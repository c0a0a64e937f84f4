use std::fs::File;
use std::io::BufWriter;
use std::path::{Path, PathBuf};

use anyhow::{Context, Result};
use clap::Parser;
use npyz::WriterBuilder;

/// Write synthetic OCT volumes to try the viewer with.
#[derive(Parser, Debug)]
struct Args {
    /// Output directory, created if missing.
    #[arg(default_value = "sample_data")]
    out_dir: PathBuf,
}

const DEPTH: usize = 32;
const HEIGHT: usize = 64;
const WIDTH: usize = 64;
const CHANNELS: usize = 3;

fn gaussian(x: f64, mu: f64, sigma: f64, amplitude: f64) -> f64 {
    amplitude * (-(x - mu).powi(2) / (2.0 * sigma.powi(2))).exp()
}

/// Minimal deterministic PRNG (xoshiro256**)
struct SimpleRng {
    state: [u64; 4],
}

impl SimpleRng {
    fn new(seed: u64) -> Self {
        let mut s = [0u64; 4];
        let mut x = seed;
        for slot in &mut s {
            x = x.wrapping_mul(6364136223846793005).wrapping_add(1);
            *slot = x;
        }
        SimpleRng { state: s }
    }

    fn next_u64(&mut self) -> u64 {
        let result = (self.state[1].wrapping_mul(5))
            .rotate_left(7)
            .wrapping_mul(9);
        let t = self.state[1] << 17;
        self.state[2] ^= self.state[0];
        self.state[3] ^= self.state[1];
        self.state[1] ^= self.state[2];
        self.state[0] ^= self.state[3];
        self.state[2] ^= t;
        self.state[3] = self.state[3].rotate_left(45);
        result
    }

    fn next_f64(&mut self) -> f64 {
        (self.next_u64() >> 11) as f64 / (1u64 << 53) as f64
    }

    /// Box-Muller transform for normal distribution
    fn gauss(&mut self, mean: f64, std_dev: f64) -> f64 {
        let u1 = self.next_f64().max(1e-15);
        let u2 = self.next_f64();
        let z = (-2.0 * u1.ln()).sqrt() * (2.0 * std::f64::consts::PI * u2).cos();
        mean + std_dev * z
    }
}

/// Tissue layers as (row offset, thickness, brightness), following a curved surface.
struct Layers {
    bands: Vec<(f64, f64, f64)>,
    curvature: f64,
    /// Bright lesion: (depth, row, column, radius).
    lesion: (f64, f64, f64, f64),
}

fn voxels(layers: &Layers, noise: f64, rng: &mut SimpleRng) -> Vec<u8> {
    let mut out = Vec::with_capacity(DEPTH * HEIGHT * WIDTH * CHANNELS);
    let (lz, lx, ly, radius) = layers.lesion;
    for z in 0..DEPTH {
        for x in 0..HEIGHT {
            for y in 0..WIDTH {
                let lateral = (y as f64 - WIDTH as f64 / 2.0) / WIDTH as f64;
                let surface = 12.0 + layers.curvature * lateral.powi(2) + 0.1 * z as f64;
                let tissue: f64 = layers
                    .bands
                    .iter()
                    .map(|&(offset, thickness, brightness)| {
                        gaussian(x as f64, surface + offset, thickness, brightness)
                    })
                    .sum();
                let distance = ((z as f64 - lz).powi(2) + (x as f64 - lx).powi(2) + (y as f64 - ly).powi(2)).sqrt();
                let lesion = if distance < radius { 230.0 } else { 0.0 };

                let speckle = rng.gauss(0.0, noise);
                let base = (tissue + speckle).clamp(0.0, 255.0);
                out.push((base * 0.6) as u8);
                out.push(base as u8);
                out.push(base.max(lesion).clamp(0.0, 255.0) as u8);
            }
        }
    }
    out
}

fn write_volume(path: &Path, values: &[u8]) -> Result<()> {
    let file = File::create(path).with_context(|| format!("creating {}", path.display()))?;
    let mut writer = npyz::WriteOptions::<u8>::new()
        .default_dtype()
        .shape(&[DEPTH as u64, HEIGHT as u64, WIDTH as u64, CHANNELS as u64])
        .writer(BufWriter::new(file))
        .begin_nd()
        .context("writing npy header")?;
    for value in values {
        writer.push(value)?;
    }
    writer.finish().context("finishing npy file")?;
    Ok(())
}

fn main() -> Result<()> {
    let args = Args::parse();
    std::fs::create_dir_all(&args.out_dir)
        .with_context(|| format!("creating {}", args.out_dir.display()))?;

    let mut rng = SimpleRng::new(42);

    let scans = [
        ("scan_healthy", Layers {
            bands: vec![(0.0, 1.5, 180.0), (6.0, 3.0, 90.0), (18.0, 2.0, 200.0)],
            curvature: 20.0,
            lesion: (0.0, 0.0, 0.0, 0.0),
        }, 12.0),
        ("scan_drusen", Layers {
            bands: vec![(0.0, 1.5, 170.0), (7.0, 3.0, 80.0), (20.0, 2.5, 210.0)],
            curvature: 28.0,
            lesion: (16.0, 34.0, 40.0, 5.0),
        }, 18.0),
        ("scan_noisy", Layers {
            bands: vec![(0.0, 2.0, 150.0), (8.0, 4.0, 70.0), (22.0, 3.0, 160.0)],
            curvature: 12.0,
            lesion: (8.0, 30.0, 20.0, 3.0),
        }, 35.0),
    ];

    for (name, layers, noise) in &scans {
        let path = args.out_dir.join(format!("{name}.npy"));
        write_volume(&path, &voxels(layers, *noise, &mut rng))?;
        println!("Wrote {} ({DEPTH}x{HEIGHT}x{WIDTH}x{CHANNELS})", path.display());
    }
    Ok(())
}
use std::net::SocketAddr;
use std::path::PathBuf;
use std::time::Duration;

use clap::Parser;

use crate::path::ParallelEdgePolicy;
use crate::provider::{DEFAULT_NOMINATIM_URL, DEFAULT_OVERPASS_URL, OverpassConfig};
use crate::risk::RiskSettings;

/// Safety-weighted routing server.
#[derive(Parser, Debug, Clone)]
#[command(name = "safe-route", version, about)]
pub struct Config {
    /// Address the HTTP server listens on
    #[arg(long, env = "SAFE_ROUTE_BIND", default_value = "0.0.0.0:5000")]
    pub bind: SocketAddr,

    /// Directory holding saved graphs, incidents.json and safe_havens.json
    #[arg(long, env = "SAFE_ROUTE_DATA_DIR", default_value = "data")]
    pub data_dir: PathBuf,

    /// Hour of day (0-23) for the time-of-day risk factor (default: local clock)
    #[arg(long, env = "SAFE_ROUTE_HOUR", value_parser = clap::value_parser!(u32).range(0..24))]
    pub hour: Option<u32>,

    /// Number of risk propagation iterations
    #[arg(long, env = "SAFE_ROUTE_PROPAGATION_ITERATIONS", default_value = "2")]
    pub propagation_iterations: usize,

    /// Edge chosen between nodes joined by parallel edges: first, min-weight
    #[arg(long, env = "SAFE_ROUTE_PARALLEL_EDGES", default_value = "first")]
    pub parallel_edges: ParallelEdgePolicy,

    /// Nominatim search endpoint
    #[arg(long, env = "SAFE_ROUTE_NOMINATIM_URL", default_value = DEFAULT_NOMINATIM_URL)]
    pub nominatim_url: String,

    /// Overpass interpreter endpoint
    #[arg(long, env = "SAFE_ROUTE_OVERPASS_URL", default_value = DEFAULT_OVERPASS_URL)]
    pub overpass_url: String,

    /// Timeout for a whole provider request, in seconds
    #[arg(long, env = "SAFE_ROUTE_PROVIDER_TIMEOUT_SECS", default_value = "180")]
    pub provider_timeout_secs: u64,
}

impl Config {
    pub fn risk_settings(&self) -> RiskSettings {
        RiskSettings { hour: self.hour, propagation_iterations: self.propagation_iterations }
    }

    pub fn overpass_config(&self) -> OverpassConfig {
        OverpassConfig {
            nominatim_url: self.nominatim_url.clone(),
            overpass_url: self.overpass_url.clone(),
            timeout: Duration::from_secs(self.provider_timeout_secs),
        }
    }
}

# Exercise objective
Each line from the one containing "pub fn risk_settings(&self)" through the end of the material should be restated word for word; leave out every line before it.

# Response below
    pub fn risk_settings(&self) -> RiskSettings {
        RiskSettings { hour: self.hour, propagation_iterations: self.propagation_iterations }
    }

    pub fn overpass_config(&self) -> OverpassConfig {
        OverpassConfig {
            nominatim_url: self.nominatim_url.clone(),
            overpass_url: self.overpass_url.clone(),
            timeout: Duration::from_secs(self.provider_timeout_secs),
        }
    }
}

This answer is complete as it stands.